• _WHAT TO DO_:
Print every line of the data exactly as shown.

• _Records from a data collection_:
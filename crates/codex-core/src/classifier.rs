//! Staleness classifier.
//!
//! Classification is a pure function of (today, last_updated, category,
//! base threshold). Entries are classified as a whole; all perspective files
//! of an entry share its date.

use chrono::NaiveDate;
use codex_types::entry::CodexEntry;
use codex_types::freshness::{Classification, StalenessVerdict};

use crate::calendar::{days_between, months_between};

/// Thresholds the classifier works with.
#[derive(Debug, Clone, Copy, PartialEq)]
pub struct ClassifierSettings {
    pub base_threshold_months: f64,
    /// Distance to the threshold (in months) that counts as approaching stale.
    pub approaching_window_months: f64,
}

impl Default for ClassifierSettings {
    fn default() -> Self {
        Self {
            base_threshold_months: 6.0,
            approaching_window_months: 1.0,
        }
    }
}

/// Classify an age against a threshold.
///
/// The boundary is inclusive: an age exactly at the threshold is
/// approaching stale, not stale.
pub fn classify_age(age_months: f64, effective_threshold: f64, window: f64) -> Classification {
    if age_months > effective_threshold {
        Classification::Stale
    } else if effective_threshold - age_months <= window {
        Classification::ApproachingStale
    } else {
        Classification::Current
    }
}

/// Produce the verdict for one dated or undated entry.
pub fn classify(entry: &CodexEntry, settings: &ClassifierSettings, today: NaiveDate) -> StalenessVerdict {
    let category = entry.category;
    let multiplier = category.multiplier();
    let effective = category.effective_threshold(settings.base_threshold_months);

    let Some(last_updated) = entry.last_updated else {
        return StalenessVerdict {
            entry: entry.path.clone(),
            last_updated: None,
            age_days: None,
            age_months: None,
            category,
            multiplier,
            effective_threshold_months: effective,
            classification: Classification::NoDate,
        };
    };

    if last_updated > today {
        tracing::warn!(
            entry = %entry.path.display(),
            %last_updated,
            %today,
            "last_updated is in the future; treating age as zero"
        );
    }

    let age_months = months_between(last_updated, today);
    let classification = classify_age(age_months, effective, settings.approaching_window_months);

    tracing::debug!(
        entry = %entry.path.display(),
        category = %category,
        age_months,
        threshold = effective,
        %classification,
        "Classified entry"
    );

    StalenessVerdict {
        entry: entry.path.clone(),
        last_updated: Some(last_updated),
        age_days: Some(days_between(last_updated, today).max(0)),
        age_months: Some(age_months),
        category,
        multiplier,
        effective_threshold_months: effective,
        classification,
    }
}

• _EXPECTED OUTPUT_:
filename crates/codex-core/src/classifier.rs
//! Staleness classifier.
//!
//! Classification is a pure function of (today, last_updated, category,
//! base threshold). Entries are classified as a whole; all perspective files
//! of an entry share its date.

use chrono::NaiveDate;
use codex_types::entry::CodexEntry;
use codex_types::freshness::{Classification, StalenessVerdict};

use crate::calendar::{days_between, months_between};

/// Thresholds the classifier works with.
#[derive(Debug, Clone, Copy, PartialEq)]
pub struct ClassifierSettings {
    pub base_threshold_months: f64,
    /// Distance to the threshold (in months) that counts as approaching stale.
    pub approaching_window_months: f64,
}

impl Default for ClassifierSettings {
    fn default() -> Self {
        Self {
            base_threshold_months: 6.0,
            approaching_window_months: 1.0,
        }
    }
}

/// Classify an age against a threshold.
///
/// The boundary is inclusive: an age exactly at the threshold is
/// approaching stale, not stale.
pub fn classify_age(age_months: f64, effective_threshold: f64, window: f64) -> Classification {
    if age_months > effective_threshold {
        Classification::Stale
    } else if effective_threshold - age_months <= window {
        Classification::ApproachingStale
    } else {
        Classification::Current
    }
}

/// Produce the verdict for one dated or undated entry.
pub fn classify(entry: &CodexEntry, settings: &ClassifierSettings, today: NaiveDate) -> StalenessVerdict {
    let category = entry.category;
    let multiplier = category.multiplier();
    let effective = category.effective_threshold(settings.base_threshold_months);

    let Some(last_updated) = entry.last_updated else {
        return StalenessVerdict {
            entry: entry.path.clone(),
            last_updated: None,
            age_days: None,
            age_months: None,
            category,
            multiplier,
            effective_threshold_months: effective,
            classification: Classification::NoDate,
        };
    };

    if last_updated > today {
        tracing::warn!(
            entry = %entry.path.display(),
            %last_updated,
            %today,
            "last_updated is in the future; treating age as zero"
        );
    }

    let age_months = months_between(last_updated, today);
    let classification = classify_age(age_months, effective, settings.approaching_window_months);

    tracing::debug!(
        entry = %entry.path.display(),
        category = %category,
        age_months,
        threshold = effective,
        %classification,
        "Classified entry"
    );

    StalenessVerdict {
        entry: entry.path.clone(),
        last_updated: Some(last_updated),
        age_days: Some(days_between(last_updated, today).max(0)),
        age_months: Some(age_months),
        category,
        multiplier,
        effective_threshold_months: effective,
        classification,
    }
}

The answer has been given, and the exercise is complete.